- [Exercise details]: If a line in the data contains "RestoreReq", copy it out.

- [Provided entries]:
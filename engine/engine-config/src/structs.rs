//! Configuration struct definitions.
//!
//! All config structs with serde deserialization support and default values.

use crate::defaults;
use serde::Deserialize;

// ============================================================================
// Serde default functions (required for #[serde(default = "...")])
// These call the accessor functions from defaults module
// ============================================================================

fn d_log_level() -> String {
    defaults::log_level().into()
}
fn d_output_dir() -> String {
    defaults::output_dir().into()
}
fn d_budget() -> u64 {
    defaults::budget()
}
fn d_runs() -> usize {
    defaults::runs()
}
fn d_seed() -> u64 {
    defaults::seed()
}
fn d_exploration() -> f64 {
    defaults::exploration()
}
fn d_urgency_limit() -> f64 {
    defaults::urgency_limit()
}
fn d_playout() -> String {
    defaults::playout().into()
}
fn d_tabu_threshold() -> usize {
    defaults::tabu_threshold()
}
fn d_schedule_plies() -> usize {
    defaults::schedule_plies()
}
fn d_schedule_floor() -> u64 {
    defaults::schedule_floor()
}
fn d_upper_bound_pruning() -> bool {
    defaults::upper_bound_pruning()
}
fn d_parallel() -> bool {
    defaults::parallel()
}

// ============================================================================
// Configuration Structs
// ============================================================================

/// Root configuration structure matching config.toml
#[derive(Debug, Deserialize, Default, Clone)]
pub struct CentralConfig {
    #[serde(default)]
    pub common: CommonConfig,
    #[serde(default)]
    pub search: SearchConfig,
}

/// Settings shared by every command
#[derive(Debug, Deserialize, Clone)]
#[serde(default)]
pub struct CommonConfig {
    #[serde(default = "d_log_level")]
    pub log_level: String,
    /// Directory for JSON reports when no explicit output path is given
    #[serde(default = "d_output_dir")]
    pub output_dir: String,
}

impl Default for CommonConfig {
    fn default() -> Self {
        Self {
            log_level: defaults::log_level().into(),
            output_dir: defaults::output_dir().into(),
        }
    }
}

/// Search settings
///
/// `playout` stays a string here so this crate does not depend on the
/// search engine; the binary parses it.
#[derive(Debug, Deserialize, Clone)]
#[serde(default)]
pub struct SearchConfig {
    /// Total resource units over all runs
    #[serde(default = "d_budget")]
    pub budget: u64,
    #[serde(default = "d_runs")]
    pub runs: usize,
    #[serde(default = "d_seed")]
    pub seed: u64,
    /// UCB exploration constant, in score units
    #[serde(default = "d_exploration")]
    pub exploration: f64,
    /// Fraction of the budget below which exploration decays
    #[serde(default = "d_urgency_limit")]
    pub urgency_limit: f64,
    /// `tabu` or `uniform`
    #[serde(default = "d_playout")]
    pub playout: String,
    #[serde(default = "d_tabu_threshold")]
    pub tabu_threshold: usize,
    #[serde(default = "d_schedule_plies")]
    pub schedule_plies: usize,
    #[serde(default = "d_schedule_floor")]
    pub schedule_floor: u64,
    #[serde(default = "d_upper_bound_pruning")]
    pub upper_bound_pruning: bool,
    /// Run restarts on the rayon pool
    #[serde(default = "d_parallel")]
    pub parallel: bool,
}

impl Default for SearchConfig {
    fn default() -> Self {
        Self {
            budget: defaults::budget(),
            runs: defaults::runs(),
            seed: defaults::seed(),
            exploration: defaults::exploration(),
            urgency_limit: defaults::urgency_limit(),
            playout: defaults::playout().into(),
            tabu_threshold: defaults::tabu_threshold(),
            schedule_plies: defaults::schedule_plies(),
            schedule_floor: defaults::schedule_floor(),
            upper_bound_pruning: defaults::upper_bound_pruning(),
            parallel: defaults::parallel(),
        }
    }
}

==

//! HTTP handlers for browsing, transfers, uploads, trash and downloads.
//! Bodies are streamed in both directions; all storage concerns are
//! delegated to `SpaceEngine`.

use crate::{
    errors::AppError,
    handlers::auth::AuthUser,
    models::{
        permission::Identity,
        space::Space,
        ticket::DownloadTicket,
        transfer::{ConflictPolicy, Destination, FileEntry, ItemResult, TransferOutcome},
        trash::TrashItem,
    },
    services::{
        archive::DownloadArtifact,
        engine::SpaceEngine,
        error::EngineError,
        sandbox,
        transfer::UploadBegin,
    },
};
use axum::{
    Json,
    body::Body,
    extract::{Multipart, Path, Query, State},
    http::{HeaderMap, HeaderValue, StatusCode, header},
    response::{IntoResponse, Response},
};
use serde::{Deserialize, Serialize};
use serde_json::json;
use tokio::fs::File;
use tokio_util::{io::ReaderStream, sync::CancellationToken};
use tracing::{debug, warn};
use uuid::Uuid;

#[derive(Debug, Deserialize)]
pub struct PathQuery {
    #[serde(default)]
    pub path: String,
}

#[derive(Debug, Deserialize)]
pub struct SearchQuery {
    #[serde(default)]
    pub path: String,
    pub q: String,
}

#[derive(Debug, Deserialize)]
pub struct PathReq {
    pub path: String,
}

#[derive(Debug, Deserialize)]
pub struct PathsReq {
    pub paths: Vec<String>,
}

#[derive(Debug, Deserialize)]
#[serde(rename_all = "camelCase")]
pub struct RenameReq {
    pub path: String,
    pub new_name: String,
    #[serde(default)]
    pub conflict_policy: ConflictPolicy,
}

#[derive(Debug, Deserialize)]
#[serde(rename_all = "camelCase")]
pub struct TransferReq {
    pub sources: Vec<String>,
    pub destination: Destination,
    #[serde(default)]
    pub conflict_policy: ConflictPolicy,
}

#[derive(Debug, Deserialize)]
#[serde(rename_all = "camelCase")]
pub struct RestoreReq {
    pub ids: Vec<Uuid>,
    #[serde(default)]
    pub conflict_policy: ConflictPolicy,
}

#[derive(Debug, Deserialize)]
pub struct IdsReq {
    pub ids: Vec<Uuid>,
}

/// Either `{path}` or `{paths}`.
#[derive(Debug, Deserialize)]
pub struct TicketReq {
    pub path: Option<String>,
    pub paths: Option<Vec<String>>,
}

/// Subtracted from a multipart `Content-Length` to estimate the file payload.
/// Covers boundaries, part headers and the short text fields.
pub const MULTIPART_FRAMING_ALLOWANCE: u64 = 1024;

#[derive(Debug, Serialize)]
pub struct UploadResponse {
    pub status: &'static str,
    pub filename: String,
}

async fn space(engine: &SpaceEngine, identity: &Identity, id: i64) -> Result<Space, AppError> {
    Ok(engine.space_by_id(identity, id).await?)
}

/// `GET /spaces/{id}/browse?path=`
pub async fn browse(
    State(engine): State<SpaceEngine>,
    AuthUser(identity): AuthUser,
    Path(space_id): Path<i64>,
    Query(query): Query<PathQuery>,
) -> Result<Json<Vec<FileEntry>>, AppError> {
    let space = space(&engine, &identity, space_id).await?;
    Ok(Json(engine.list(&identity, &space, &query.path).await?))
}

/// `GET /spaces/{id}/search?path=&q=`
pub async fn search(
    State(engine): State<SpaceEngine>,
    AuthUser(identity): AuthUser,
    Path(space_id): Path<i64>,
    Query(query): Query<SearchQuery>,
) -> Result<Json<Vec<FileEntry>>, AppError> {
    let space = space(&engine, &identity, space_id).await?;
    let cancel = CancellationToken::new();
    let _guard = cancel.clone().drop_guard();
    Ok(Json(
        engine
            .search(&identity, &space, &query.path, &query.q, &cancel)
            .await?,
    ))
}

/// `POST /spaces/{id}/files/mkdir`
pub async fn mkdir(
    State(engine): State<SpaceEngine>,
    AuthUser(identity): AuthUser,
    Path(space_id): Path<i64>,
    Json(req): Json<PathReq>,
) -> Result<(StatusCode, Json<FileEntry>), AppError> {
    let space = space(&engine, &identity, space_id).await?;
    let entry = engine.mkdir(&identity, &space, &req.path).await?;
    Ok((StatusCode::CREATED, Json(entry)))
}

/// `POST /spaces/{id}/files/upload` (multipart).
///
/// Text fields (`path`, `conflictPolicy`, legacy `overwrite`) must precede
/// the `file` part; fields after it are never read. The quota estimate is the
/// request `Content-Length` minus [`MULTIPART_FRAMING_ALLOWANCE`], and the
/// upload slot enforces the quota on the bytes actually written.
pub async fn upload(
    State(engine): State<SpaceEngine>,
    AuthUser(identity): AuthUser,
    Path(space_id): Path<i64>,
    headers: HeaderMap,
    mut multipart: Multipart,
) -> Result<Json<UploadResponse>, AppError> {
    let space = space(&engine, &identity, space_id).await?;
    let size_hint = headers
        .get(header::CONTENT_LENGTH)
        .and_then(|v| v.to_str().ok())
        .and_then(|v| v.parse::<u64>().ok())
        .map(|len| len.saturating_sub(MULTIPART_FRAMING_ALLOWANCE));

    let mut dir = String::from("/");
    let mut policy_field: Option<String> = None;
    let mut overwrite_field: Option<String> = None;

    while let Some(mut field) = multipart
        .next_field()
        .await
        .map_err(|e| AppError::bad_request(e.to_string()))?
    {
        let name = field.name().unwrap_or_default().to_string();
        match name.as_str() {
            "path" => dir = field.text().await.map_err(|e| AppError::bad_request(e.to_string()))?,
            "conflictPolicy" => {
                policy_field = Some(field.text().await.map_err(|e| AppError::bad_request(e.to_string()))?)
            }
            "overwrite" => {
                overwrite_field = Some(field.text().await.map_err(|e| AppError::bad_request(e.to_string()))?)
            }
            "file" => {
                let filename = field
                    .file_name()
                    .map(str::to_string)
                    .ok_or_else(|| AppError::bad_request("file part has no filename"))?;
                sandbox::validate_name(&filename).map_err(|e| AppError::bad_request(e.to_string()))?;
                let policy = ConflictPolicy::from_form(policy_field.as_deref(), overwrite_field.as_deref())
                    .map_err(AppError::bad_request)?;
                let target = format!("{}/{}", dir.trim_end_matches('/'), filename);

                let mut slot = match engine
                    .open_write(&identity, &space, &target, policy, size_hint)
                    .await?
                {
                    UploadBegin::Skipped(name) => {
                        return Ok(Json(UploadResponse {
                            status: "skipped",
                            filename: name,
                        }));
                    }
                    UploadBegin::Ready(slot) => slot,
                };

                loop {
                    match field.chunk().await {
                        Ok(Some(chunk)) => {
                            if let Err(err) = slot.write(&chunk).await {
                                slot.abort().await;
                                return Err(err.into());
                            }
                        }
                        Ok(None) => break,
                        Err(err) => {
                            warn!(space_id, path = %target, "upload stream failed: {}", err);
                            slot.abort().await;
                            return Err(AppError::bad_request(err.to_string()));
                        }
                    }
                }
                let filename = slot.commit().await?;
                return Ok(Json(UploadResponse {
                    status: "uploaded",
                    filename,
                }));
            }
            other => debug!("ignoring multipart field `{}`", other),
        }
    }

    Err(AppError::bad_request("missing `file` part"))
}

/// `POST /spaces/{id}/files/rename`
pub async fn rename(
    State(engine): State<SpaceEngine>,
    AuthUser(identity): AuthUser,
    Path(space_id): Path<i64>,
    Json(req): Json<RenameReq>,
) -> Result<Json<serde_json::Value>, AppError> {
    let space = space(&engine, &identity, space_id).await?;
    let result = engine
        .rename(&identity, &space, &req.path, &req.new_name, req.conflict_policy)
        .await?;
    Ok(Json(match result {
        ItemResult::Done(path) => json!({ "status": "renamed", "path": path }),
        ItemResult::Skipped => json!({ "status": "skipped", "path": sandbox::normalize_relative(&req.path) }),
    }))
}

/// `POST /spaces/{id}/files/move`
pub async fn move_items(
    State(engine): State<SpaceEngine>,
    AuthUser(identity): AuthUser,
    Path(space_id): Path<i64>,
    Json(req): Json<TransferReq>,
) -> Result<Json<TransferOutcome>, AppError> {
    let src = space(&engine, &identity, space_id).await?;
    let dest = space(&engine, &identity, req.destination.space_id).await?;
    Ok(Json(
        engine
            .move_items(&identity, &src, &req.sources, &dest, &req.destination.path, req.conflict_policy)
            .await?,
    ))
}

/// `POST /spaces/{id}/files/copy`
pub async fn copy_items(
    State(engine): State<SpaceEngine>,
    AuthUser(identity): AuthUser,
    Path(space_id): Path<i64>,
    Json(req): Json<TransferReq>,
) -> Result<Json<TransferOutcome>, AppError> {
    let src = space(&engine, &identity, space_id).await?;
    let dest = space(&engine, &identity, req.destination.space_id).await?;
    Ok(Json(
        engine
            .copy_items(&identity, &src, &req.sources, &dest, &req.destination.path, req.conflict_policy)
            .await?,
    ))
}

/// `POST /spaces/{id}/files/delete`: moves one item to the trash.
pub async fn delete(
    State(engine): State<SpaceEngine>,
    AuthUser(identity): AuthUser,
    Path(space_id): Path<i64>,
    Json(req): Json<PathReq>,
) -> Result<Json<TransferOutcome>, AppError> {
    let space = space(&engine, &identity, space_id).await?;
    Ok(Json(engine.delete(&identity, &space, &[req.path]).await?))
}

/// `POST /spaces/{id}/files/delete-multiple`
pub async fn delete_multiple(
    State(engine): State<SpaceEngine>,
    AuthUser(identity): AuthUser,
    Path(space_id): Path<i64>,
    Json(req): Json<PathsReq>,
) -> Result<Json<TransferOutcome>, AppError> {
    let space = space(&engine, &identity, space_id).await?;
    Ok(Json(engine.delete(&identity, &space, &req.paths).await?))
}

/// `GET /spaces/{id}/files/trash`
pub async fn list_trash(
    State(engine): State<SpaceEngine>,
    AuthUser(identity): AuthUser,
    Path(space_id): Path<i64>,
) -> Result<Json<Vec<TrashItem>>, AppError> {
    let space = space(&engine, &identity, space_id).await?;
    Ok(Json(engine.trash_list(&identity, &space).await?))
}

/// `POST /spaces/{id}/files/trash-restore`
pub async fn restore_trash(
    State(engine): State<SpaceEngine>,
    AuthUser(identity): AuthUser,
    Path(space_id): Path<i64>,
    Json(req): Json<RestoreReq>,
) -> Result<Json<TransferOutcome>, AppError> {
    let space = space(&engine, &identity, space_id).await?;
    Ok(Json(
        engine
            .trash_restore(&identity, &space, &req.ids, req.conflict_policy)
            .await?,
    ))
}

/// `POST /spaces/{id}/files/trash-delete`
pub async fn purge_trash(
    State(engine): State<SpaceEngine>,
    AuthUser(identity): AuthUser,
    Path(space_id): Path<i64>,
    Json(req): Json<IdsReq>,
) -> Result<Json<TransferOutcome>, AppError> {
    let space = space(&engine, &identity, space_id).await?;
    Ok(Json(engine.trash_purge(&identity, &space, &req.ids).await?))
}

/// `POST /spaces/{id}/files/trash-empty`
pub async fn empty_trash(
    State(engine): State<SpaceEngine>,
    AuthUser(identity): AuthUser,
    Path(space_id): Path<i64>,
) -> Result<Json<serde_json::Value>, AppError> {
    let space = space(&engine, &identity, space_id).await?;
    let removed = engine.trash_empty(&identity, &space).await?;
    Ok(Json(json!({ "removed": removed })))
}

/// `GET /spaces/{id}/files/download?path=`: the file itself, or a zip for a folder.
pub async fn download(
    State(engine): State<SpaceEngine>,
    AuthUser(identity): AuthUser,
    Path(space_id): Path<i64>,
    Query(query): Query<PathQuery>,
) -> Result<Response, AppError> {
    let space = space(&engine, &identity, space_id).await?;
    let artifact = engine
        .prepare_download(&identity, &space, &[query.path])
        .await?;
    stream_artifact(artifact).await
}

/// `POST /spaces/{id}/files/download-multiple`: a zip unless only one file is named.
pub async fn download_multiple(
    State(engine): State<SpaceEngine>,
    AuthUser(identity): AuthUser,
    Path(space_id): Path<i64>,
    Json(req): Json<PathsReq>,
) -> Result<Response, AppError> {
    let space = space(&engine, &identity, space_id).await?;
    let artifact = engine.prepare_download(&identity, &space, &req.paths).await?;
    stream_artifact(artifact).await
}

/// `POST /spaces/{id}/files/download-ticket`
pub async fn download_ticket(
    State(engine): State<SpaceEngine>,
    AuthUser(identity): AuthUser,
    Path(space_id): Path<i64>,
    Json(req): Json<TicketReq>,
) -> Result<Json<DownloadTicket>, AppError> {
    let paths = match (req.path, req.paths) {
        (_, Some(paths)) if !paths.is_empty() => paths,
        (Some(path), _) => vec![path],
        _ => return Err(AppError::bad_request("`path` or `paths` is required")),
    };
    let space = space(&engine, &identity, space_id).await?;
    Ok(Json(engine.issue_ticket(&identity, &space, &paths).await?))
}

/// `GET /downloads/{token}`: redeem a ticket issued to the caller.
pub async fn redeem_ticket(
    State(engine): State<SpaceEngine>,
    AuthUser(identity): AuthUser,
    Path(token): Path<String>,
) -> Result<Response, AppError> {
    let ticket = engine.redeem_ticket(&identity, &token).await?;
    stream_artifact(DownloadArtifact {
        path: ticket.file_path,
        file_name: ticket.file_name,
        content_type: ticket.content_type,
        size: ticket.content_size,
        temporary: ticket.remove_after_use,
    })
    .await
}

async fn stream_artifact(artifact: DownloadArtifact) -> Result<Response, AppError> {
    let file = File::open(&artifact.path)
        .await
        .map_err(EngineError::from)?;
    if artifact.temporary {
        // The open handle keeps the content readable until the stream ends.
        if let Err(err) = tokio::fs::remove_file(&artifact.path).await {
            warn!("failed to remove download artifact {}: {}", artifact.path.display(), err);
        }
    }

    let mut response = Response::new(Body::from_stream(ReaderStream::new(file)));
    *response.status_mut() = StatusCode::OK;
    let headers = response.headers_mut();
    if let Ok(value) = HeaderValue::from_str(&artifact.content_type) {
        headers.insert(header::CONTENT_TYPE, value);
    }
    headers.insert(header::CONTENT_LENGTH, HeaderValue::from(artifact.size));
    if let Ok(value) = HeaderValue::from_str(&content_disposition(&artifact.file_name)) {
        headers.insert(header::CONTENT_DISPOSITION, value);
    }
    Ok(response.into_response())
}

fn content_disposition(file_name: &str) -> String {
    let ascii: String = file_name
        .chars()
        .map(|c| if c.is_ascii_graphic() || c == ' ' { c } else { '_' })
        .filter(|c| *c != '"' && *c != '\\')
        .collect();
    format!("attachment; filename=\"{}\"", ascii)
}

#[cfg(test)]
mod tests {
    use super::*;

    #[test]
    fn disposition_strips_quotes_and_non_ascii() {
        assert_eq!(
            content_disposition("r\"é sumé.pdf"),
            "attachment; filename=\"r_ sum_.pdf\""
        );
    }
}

- [Response to the task]:
pub struct RestoreReq {
    Json(req): Json<RestoreReq>,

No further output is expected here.